Functions for sparsifying/quantizing weight updates and back.
"""
import numpy as np
from bitarray import bitarray
from model_utils import flatten_model, unflatten_model
def sparsify_flatten(w, s):
"""
Sparsifies array by retrieving (s-1) fraction of values with the highest
magnitude, and returns these values (flat) and the indexes they held in the
(flattened) array before sparsification.

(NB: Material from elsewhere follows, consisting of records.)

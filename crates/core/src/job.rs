//! Job data model: identifiers, the status machine, snapshots, and patches.

use serde::{Deserialize, Serialize};
use uuid::Uuid;
use validator::Validate;

/// Opaque job identifier, generated at submission and immutable thereafter.
///
/// V4 UUIDs give process-lifetime uniqueness without coordination, so no
/// two concurrent jobs can share an identifier.
#[derive(Debug, Clone, Copy, PartialEq, Eq, Hash, Serialize, Deserialize)]
#[serde(transparent)]
pub struct JobId(Uuid);

impl JobId {
    /// Allocate a fresh identifier.
    pub fn new() -> Self {
        Self(Uuid::new_v4())
    }
}

impl Default for JobId {
    fn default() -> Self {
        Self::new()
    }
}

impl std::fmt::Display for JobId {
    fn fmt(&self, f: &mut std::fmt::Formatter<'_>) -> std::fmt::Result {
        self.0.fmt(f)
    }
}

impl std::str::FromStr for JobId {
    type Err = uuid::Error;

    fn from_str(s: &str) -> Result<Self, Self::Err> {
        Ok(Self(Uuid::parse_str(s)?))
    }
}

// ---------------------------------------------------------------------------
// Status machine
// ---------------------------------------------------------------------------

/// Lifecycle status of a job.
///
/// Statuses progress forward along `queued -> starting -> downloading ->
/// converting -> done`; `error` is reachable from any non-terminal status.
/// `done` and `error` are terminal: a record that reaches either never
/// changes again.
#[derive(Debug, Clone, Copy, PartialEq, Eq, Serialize, Deserialize)]
#[serde(rename_all = "lowercase")]
pub enum JobStatus {
    Queued,
    Starting,
    Downloading,
    Converting,
    Done,
    Error,
}

impl JobStatus {
    /// Whether this status ends the job's lifecycle.
    pub fn is_terminal(self) -> bool {
        matches!(self, Self::Done | Self::Error)
    }

    /// Position in the forward progression. `Error` sits outside the order.
    fn rank(self) -> u8 {
        match self {
            Self::Queued => 0,
            Self::Starting => 1,
            Self::Downloading => 2,
            Self::Converting => 3,
            Self::Done => 4,
            Self::Error => u8::MAX,
        }
    }

    /// Whether moving from `self` to `to` respects the status order.
    ///
    /// Terminal statuses admit no transition; `error` is admitted from
    /// any non-terminal status; otherwise only strictly forward moves.
    pub fn can_transition(self, to: JobStatus) -> bool {
        if self.is_terminal() {
            return false;
        }
        to == Self::Error || to.rank() > self.rank()
    }
}

impl std::fmt::Display for JobStatus {
    fn fmt(&self, f: &mut std::fmt::Formatter<'_>) -> std::fmt::Result {
        let s = match self {
            Self::Queued => "queued",
            Self::Starting => "starting",
            Self::Downloading => "downloading",
            Self::Converting => "converting",
            Self::Done => "done",
            Self::Error => "error",
        };
        f.write_str(s)
    }
}

// ---------------------------------------------------------------------------
// Snapshot
// ---------------------------------------------------------------------------

/// The complete current state of a job.
///
/// Every event delivered to subscribers carries one of these, never a
/// diff, so a late or lossy observer is always consistent from the
/// latest message alone.
#[derive(Debug, Clone, PartialEq, Eq, Serialize, Deserialize)]
pub struct JobSnapshot {
    /// Current lifecycle status.
    pub status: JobStatus,
    /// Stage-relative progress, 0–100.
    pub progress: u8,
    /// Public location of the produced artifact; set only on success.
    pub url: Option<String>,
    /// Human-readable failure description; set only on failure.
    pub error: Option<String>,
}

impl JobSnapshot {
    /// The state of a freshly created job.
    pub fn queued() -> Self {
        Self {
            status: JobStatus::Queued,
            progress: 0,
            url: None,
            error: None,
        }
    }
}

// ---------------------------------------------------------------------------
// Patch
// ---------------------------------------------------------------------------

/// A partial update to a job record.
///
/// Only fields that are `Some` are written; absent fields are left
/// untouched, so a patch can never null out state it did not intend to
/// change.
#[derive(Debug, Clone, Default)]
pub struct JobPatch {
    pub status: Option<JobStatus>,
    pub progress: Option<u8>,
    pub url: Option<String>,
    pub error: Option<String>,
}

impl JobPatch {
    /// An empty patch; combine with the `with_*` builders.
    pub fn new() -> Self {
        Self::default()
    }

    pub fn with_status(mut self, status: JobStatus) -> Self {
        self.status = Some(status);
        self
    }

    /// Progress values are clamped to 100.
    pub fn with_progress(mut self, progress: u8) -> Self {
        self.progress = Some(progress.min(100));
        self
    }

    pub fn with_url(mut self, url: impl Into<String>) -> Self {
        self.url = Some(url.into());
        self
    }

    pub fn with_error(mut self, error: impl Into<String>) -> Self {
        self.error = Some(error.into());
        self
    }

    /// Merge this patch into `snapshot`, field by field.
    pub fn apply(&self, snapshot: &mut JobSnapshot) {
        if let Some(status) = self.status {
            snapshot.status = status;
        }
        if let Some(progress) = self.progress {
            snapshot.progress = progress;
        }
        if let Some(url) = &self.url {
            snapshot.url = Some(url.clone());
        }
        if let Some(error) = &self.error {
            snapshot.error = Some(error.clone());
        }
    }
}

// ---------------------------------------------------------------------------
// Submission
// ---------------------------------------------------------------------------

/// Request body for job submission.
#[derive(Debug, Clone, Deserialize, Validate)]
pub struct SubmitJob {
    /// Source media URL to fetch and transcode.
    #[serde(default)]
    #[validate(length(min = 1, message = "url is required"))]
    pub url: String,
}

// ---------------------------------------------------------------------------
// Tests
// ---------------------------------------------------------------------------

#[cfg(test)]
mod tests {
    use super::*;

    #[test]
    fn job_ids_are_unique() {
        assert_ne!(JobId::new(), JobId::new());
    }

    #[test]
    fn job_id_round_trips_through_display() {
        let id = JobId::new();
        let parsed: JobId = id.to_string().parse().expect("valid id string");
        assert_eq!(id, parsed);
    }

    #[test]
    fn terminal_statuses() {
        assert!(JobStatus::Done.is_terminal());
        assert!(JobStatus::Error.is_terminal());
        assert!(!JobStatus::Queued.is_terminal());
        assert!(!JobStatus::Converting.is_terminal());
    }

    #[test]
    fn forward_transitions_are_allowed() {
        assert!(JobStatus::Queued.can_transition(JobStatus::Starting));
        assert!(JobStatus::Starting.can_transition(JobStatus::Downloading));
        assert!(JobStatus::Downloading.can_transition(JobStatus::Converting));
        assert!(JobStatus::Converting.can_transition(JobStatus::Done));
    }

    #[test]
    fn backward_transitions_are_rejected() {
        assert!(!JobStatus::Converting.can_transition(JobStatus::Downloading));
        assert!(!JobStatus::Downloading.can_transition(JobStatus::Queued));
    }

    #[test]
    fn error_is_reachable_from_any_non_terminal_status() {
        for status in [
            JobStatus::Queued,
            JobStatus::Starting,
            JobStatus::Downloading,
            JobStatus::Converting,
        ] {
            assert!(status.can_transition(JobStatus::Error), "{status}");
        }
    }

    #[test]
    fn terminal_statuses_admit_no_transition() {
        assert!(!JobStatus::Done.can_transition(JobStatus::Error));
        assert!(!JobStatus::Error.can_transition(JobStatus::Done));
        assert!(!JobStatus::Done.can_transition(JobStatus::Queued));
    }

    #[test]
    fn status_serializes_lowercase() {
        let json = serde_json::to_string(&JobStatus::Downloading).unwrap();
        assert_eq!(json, "\"downloading\"");
    }

    #[test]
    fn patch_merges_only_provided_fields() {
        let mut snapshot = JobSnapshot {
            status: JobStatus::Converting,
            progress: 40,
            url: None,
            error: None,
        };

        JobPatch::new().with_progress(55).apply(&mut snapshot);

        assert_eq!(snapshot.status, JobStatus::Converting);
        assert_eq!(snapshot.progress, 55);
        assert!(snapshot.url.is_none());
    }

    #[test]
    fn patch_never_nulls_out_existing_fields() {
        let mut snapshot = JobSnapshot {
            status: JobStatus::Done,
            progress: 100,
            url: Some("/media/out.mp4".to_string()),
            error: None,
        };

        JobPatch::new().with_progress(100).apply(&mut snapshot);

        assert_eq!(snapshot.url.as_deref(), Some("/media/out.mp4"));
    }

    #[test]
    fn patch_clamps_progress() {
        let mut snapshot = JobSnapshot::queued();
        JobPatch::new().with_progress(250).apply(&mut snapshot);
        assert_eq!(snapshot.progress, 100);
    }

    #[test]
    fn submit_job_rejects_empty_url() {
        let submit = SubmitJob { url: String::new() };
        assert!(validator::Validate::validate(&submit).is_err());
    }

    #[test]
    fn submit_job_accepts_non_empty_url() {
        let submit = SubmitJob {
            url: "https://example.com/watch?v=abc".to_string(),
        };
        assert!(validator::Validate::validate(&submit).is_ok());
    }
}
//! Handlers for the `/jobs` resource.
//!
//! Submission returns before the pipeline starts executing: the job
//! record is created, the owning task is spawned, and the identifier
//! plus subscription address go straight back to the caller.

use axum::extract::{Path, State};
use axum::http::StatusCode;
use axum::response::IntoResponse;
use axum::Json;
use serde::Serialize;
use validator::Validate;

use reelpress_core::error::CoreError;
use reelpress_core::job::{JobId, JobSnapshot, SubmitJob};

use crate::error::{AppError, AppResult};
use crate::response::DataResponse;
use crate::state::AppState;

/// Response payload for a newly submitted job.
#[derive(Debug, Serialize)]
pub struct SubmittedJob {
    /// Identifier of the created job.
    pub id: JobId,
    /// Address of the job's event stream.
    pub subscribe_url: String,
}

/// A job identifier together with its current snapshot.
#[derive(Debug, Serialize)]
pub struct JobListItem {
    pub id: JobId,
    #[serde(flatten)]
    pub snapshot: JobSnapshot,
}

// ---------------------------------------------------------------------------
// Submit
// ---------------------------------------------------------------------------

/// POST /api/v1/jobs
///
/// Submit a new fetch/transcode job. Returns 201 with the identifier
/// and subscription address; the pipeline runs independently of this
/// request.
pub async fn submit_job(
    State(state): State<AppState>,
    Json(input): Json<SubmitJob>,
) -> AppResult<impl IntoResponse> {
    input
        .validate()
        .map_err(|e| AppError::Core(CoreError::Validation(e.to_string())))?;

    let id = state.registry.create().await;
    state.pipeline.launch(id, input.url.clone());

    tracing::info!(job_id = %id, url = %input.url, "Job submitted");

    Ok((
        StatusCode::CREATED,
        Json(DataResponse {
            data: SubmittedJob {
                id,
                subscribe_url: format!("/api/v1/jobs/{id}/events"),
            },
        }),
    ))
}

// ---------------------------------------------------------------------------
// List
// ---------------------------------------------------------------------------

/// GET /api/v1/jobs
///
/// List all known jobs with their current snapshots, newest first.
pub async fn list_jobs(State(state): State<AppState>) -> AppResult<impl IntoResponse> {
    let jobs: Vec<JobListItem> = state
        .registry
        .list()
        .await
        .into_iter()
        .map(|(id, snapshot)| JobListItem { id, snapshot })
        .collect();

    Ok(Json(DataResponse { data: jobs }))
}

// ---------------------------------------------------------------------------
// Get
// ---------------------------------------------------------------------------

/// GET /api/v1/jobs/{id}
///
/// Synchronous state query for a single job.
pub async fn get_job(
    State(state): State<AppState>,
    Path(id): Path<JobId>,
) -> AppResult<impl IntoResponse> {
    let snapshot = state
        .registry
        .get(id)
        .await
        .ok_or(AppError::Core(CoreError::NotFound { entity: "Job", id }))?;

    Ok(Json(DataResponse { data: snapshot }))
}
//! Full submit-to-artifact flow through the HTTP surface, with stand-in
//! fetcher/transcoder scripts.

#![cfg(unix)]

mod common;

use std::os::unix::fs::PermissionsExt;
use std::path::Path;
use std::time::Duration;

use axum::body::Body;
use axum::http::header::CONTENT_TYPE;
use axum::http::{Request, StatusCode};
use http_body_util::BodyExt;
use tower::ServiceExt;

use common::{build_test_app, test_config};

const FETCHER_OK: &str = r#"#!/bin/sh
tmpl="$4"
out=$(printf '%s' "$tmpl" | sed 's/%(ext)s$/webm/')
printf '[download]  50.0%% of 10MiB at 1MiB/s ETA 00:05\n'
printf '[download] 100%% of 10MiB in 00:10\n'
: > "$out"
exit 0
"#;

const TRANSCODER_OK: &str = r#"#!/bin/sh
for last in "$@"; do :; done
printf '  Duration: 00:00:10.00, start: 0.000000, bitrate: 1000 kb/s\n' >&2
printf 'out_time_ms=10000000\nprogress=end\n'
: > "$last"
exit 0
"#;

fn write_script(dir: &Path, name: &str, contents: &str) -> String {
    let path = dir.join(name);
    std::fs::write(&path, contents).unwrap();
    let mut perms = std::fs::metadata(&path).unwrap().permissions();
    perms.set_mode(0o755);
    std::fs::set_permissions(&path, perms).unwrap();
    path.to_string_lossy().into_owned()
}

async fn json_body(response: axum::response::Response) -> serde_json::Value {
    let bytes = response.into_body().collect().await.unwrap().to_bytes();
    serde_json::from_slice(&bytes).unwrap()
}

#[tokio::test]
async fn submitted_url_becomes_a_served_artifact() {
    let scripts = tempfile::tempdir().unwrap();
    let media = tempfile::tempdir().unwrap();

    let mut config = test_config(media.path());
    config.fetcher_bin = write_script(scripts.path(), "fetcher.sh", FETCHER_OK);
    config.transcoder_bin = write_script(scripts.path(), "transcoder.sh", TRANSCODER_OK);
    let (app, _state) = build_test_app(config);

    // Submit.
    let response = app
        .clone()
        .oneshot(
            Request::builder()
                .method("POST")
                .uri("/api/v1/jobs")
                .header(CONTENT_TYPE, "application/json")
                .body(Body::from(
                    r#"{"url": "https://example.com/watch?v=abc"}"#,
                ))
                .unwrap(),
        )
        .await
        .unwrap();
    assert_eq!(response.status(), StatusCode::CREATED);
    let id = json_body(response).await["data"]["id"]
        .as_str()
        .unwrap()
        .to_string();

    // Poll the snapshot until the job reaches a terminal state.
    let snapshot = poll_until_terminal(&app, &id).await;

    assert_eq!(snapshot["status"], "done");
    assert_eq!(snapshot["progress"], 100);
    assert_eq!(snapshot["url"], format!("/media/{id}.mp4"));
    assert!(snapshot["error"].is_null());

    // The produced artifact is reachable at the advertised URL.
    let response = app
        .oneshot(
            Request::builder()
                .uri(snapshot["url"].as_str().unwrap())
                .body(Body::empty())
                .unwrap(),
        )
        .await
        .unwrap();
    assert_eq!(response.status(), StatusCode::OK);
}

async fn poll_until_terminal(app: &axum::Router, id: &str) -> serde_json::Value {
    for _ in 0..100 {
        let response = app
            .clone()
            .oneshot(
                Request::builder()
                    .uri(format!("/api/v1/jobs/{id}"))
                    .body(Body::empty())
                    .unwrap(),
            )
            .await
            .unwrap();
        let snapshot = json_body(response).await["data"].clone();
        if snapshot["status"] == "done" || snapshot["status"] == "error" {
            return snapshot;
        }
        tokio::time::sleep(Duration::from_millis(100)).await;
    }
    panic!("job did not reach a terminal state in time");
}
use axum::http::StatusCode;
use axum::response::{IntoResponse, Response};
use serde_json::json;

use reelpress_core::error::CoreError;

/// Application-level error type for HTTP handlers.
///
/// Wraps [`CoreError`] for domain errors and adds HTTP-specific variants.
/// Implements [`IntoResponse`] to produce consistent JSON error responses.
#[derive(Debug, thiserror::Error)]
pub enum AppError {
    /// A domain-level error from `reelpress_core`.
    #[error(transparent)]
    Core(#[from] CoreError),

    /// A bad request with a human-readable message.
    #[error("Bad request: {0}")]
    BadRequest(String),

    /// An internal error with a human-readable message.
    #[error("Internal error: {0}")]
    InternalError(String),
}

/// Convenience type alias for handler return values.
pub type AppResult<T> = Result<T, AppError>;

impl IntoResponse for AppError {
    fn into_response(self) -> Response {
        let (status, code, message) = match &self {
            // --- CoreError variants ---
            AppError::Core(core) => match core {
                CoreError::NotFound { entity, id } => (
                    StatusCode::NOT_FOUND,
                    "NOT_FOUND",
                    format!("{entity} with id {id} not found"),
                ),
                CoreError::Validation(msg) => {
                    (StatusCode::BAD_REQUEST, "VALIDATION_ERROR", msg.clone())
                }
            },

            // --- HTTP-specific errors ---
            AppError::BadRequest(msg) => (StatusCode::BAD_REQUEST, "BAD_REQUEST", msg.clone()),
            AppError::InternalError(msg) => {
                tracing::error!(error = %msg, "Internal error");
                (
                    StatusCode::INTERNAL_SERVER_ERROR,
                    "INTERNAL_ERROR",
                    "An internal error occurred".to_string(),
                )
            }
        };

        let body = json!({
            "error": message,
            "code": code,
        });

        (status, axum::Json(body)).into_response()
    }
}
//! Domain types and progress parsing for the reelpress pipeline.
//!
//! This crate has no I/O: it defines the job data model (identifiers,
//! status machine, snapshots, partial-update patches) and the pure
//! parsers that turn fetcher/transcoder output lines into normalized
//! progress signals. The `registry`, `events`, and `pipeline` crates
//! build on these types.

pub mod error;
pub mod fetch_progress;
pub mod job;
pub mod transcode_progress;

pub use error::CoreError;
use std::path::PathBuf;

use reelpress_pipeline::PipelineConfig;

/// Server configuration loaded from environment variables.
///
/// All fields have sensible defaults suitable for local development.
/// In production, override via environment variables.
#[derive(Debug, Clone)]
pub struct ServerConfig {
    /// Bind address (default: `0.0.0.0`).
    pub host: String,
    /// Bind port (default: `3000`).
    pub port: u16,
    /// Allowed CORS origins, parsed from comma-separated `CORS_ORIGINS` env var.
    pub cors_origins: Vec<String>,
    /// HTTP request timeout in seconds (default: `30`).
    pub request_timeout_secs: u64,
    /// Directory holding fetched intermediates and final artifacts.
    pub media_dir: PathBuf,
    /// Fetcher binary invoked for the download stage.
    pub fetcher_bin: String,
    /// Transcoder binary invoked for the conversion stage.
    pub transcoder_bin: String,
    /// URL path prefix under which `media_dir` is served read-only.
    pub public_base_path: String,
}

impl ServerConfig {
    /// Load configuration from environment variables with defaults.
    ///
    /// | Env Var                | Default     |
    /// |------------------------|-------------|
    /// | `HOST`                 | `0.0.0.0`   |
    /// | `PORT`                 | `3000`      |
    /// | `CORS_ORIGINS`         | `http://localhost:5173` |
    /// | `REQUEST_TIMEOUT_SECS` | `30`        |
    /// | `MEDIA_DIR`            | `media`     |
    /// | `FETCHER_BIN`          | `yt-dlp`    |
    /// | `TRANSCODER_BIN`       | `ffmpeg`    |
    /// | `PUBLIC_BASE_PATH`     | `/media`    |
    pub fn from_env() -> Self {
        let host = std::env::var("HOST").unwrap_or_else(|_| "0.0.0.0".into());

        let port: u16 = std::env::var("PORT")
            .unwrap_or_else(|_| "3000".into())
            .parse()
            .expect("PORT must be a valid u16");

        let cors_origins: Vec<String> = std::env::var("CORS_ORIGINS")
            .unwrap_or_else(|_| "http://localhost:5173".into())
            .split(',')
            .map(|s| s.trim().to_string())
            .filter(|s| !s.is_empty())
            .collect();

        let request_timeout_secs: u64 = std::env::var("REQUEST_TIMEOUT_SECS")
            .unwrap_or_else(|_| "30".into())
            .parse()
            .expect("REQUEST_TIMEOUT_SECS must be a valid u64");

        let media_dir = PathBuf::from(std::env::var("MEDIA_DIR").unwrap_or_else(|_| "media".into()));

        let fetcher_bin = std::env::var("FETCHER_BIN").unwrap_or_else(|_| "yt-dlp".into());
        let transcoder_bin = std::env::var("TRANSCODER_BIN").unwrap_or_else(|_| "ffmpeg".into());

        let public_base_path =
            std::env::var("PUBLIC_BASE_PATH").unwrap_or_else(|_| "/media".into());

        Self {
            host,
            port,
            cors_origins,
            request_timeout_secs,
            media_dir,
            fetcher_bin,
            transcoder_bin,
            public_base_path,
        }
    }

    /// The slice of this configuration the pipeline operates with.
    pub fn pipeline_config(&self) -> PipelineConfig {
        PipelineConfig {
            media_dir: self.media_dir.clone(),
            fetcher_bin: self.fetcher_bin.clone(),
            transcoder_bin: self.transcoder_bin.clone(),
            public_base_path: self.public_base_path.clone(),
        }
    }
}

Line 36 of Algorithm 1.
Parameters:
w (array): array to sparsify
s (float): sparsity (0-1), fraction of values to remove from array
Returns:
w_vals (array): values after sparsification, shape [w.size * s]
indexes (array): indexs of w_vals in flattened w, shape [w.size * s]
"""
#TODO3: how about this sorted(range(len(a)), key=lambda i: a[i])[-2:]
#https://stackoverflow.com/questions/13070461/get-indices-of-the-top-n-values-of-a-list
# ce-fedavg occasionally produces nan's/inf's, so catch them here
w_flat = np.nan_to_num(w.flatten(), nan=0, posinf=0, neginf=0)
# find value below which values are discarded
w_abs_flat = np.absolute(w_flat)
w_sorted = np.sort(w_abs_flat)
cutoff = w_sorted[int(w_sorted.shape[0] * s)]
# retrieve values and (flat) indexes
indexes = np.squeeze(np.argwhere(w_abs_flat >= cutoff))
w_vals = w_flat[indexes]
return w_vals, indexes
def vals_idxs_to_array(vals, idxs, shape):
"""
Takes values produced after sparsification and their (flat) indexes, and
returns a sparse array with values in correct places. Used in lines 14 -
17 of Algorithm 1.
Parameters:
vals (array): non-zero values after sparsifying
idxs (array): indexes of vals (after flattening - same shape as vals)
shape (iterable): original shape of array
Returns:
sparse (array): sparse array with vals in (unflattened) idxs positions
"""
sparse = np.zeros(shape, dtype=np.float32)
# convert 1D idxs to dimensions of original array
idxs_2d = np.unravel_index(idxs, shape)
# if original array was 1D, np.unravel_index will give back a [shape, 1]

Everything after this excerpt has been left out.